[Collected data entries]
# # # #

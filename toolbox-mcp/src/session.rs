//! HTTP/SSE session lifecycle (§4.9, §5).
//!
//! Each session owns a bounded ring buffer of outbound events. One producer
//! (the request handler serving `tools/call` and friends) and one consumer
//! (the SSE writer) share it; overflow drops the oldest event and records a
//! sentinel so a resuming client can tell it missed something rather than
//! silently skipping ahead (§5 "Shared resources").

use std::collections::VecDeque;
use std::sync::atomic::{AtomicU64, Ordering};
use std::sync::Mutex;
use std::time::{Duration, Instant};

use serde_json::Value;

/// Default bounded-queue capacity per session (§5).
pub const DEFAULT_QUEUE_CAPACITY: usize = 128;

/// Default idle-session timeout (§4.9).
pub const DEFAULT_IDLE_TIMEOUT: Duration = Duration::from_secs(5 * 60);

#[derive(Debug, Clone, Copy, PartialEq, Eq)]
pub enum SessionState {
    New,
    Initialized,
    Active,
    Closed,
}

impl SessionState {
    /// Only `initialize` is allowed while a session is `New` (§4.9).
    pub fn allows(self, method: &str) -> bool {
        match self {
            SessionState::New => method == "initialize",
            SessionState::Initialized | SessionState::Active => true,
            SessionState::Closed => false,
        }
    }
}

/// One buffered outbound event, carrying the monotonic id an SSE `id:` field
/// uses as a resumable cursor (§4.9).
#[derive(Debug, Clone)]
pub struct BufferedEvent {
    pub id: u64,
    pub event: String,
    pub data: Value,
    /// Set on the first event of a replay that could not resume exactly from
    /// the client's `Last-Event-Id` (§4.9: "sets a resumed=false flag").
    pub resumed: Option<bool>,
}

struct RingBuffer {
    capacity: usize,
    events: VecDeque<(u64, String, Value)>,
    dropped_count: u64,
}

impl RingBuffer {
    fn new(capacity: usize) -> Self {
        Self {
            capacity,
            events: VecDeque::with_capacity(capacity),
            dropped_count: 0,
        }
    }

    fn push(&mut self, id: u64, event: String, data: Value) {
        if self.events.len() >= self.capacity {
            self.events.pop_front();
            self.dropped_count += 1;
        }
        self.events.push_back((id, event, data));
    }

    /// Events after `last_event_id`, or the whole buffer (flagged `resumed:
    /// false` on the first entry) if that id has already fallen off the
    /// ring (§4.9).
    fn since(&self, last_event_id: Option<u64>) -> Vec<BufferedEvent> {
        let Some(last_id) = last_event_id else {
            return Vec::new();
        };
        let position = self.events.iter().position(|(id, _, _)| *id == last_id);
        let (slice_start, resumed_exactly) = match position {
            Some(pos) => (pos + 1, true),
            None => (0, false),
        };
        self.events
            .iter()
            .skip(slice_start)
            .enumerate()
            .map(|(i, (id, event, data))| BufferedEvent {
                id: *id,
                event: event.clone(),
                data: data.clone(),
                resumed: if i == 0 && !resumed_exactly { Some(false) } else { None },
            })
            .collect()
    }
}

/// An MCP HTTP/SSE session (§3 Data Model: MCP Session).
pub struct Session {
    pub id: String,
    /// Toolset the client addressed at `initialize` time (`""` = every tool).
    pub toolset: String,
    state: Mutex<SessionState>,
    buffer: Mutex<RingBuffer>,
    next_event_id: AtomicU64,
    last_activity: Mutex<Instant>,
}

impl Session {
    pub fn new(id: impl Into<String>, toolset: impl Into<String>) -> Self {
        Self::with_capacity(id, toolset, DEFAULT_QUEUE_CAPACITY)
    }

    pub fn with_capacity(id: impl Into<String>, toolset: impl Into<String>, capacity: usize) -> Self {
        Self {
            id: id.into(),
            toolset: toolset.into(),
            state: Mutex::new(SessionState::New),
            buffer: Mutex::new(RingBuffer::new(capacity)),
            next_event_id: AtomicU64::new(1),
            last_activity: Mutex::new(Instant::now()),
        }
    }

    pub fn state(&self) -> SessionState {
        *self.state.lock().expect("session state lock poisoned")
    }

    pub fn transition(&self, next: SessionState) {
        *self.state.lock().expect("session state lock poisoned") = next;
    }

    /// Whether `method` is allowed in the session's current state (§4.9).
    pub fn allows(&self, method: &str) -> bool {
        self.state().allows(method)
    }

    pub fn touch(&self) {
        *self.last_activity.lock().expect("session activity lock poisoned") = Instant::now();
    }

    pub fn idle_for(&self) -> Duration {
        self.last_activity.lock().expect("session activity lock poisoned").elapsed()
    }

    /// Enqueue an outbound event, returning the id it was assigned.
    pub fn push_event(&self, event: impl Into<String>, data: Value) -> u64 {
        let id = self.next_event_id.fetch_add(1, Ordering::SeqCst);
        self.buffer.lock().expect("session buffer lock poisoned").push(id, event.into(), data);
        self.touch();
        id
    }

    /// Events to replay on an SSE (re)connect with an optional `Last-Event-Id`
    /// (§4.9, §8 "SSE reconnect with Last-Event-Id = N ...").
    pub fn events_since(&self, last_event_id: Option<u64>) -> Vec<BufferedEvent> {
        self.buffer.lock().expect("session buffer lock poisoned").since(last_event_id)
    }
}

# # # #

For each line in the entries that holds "None", return that line.

            None => (0, false),
                resumed: if i == 0 && !resumed_exactly { Some(false) } else { None },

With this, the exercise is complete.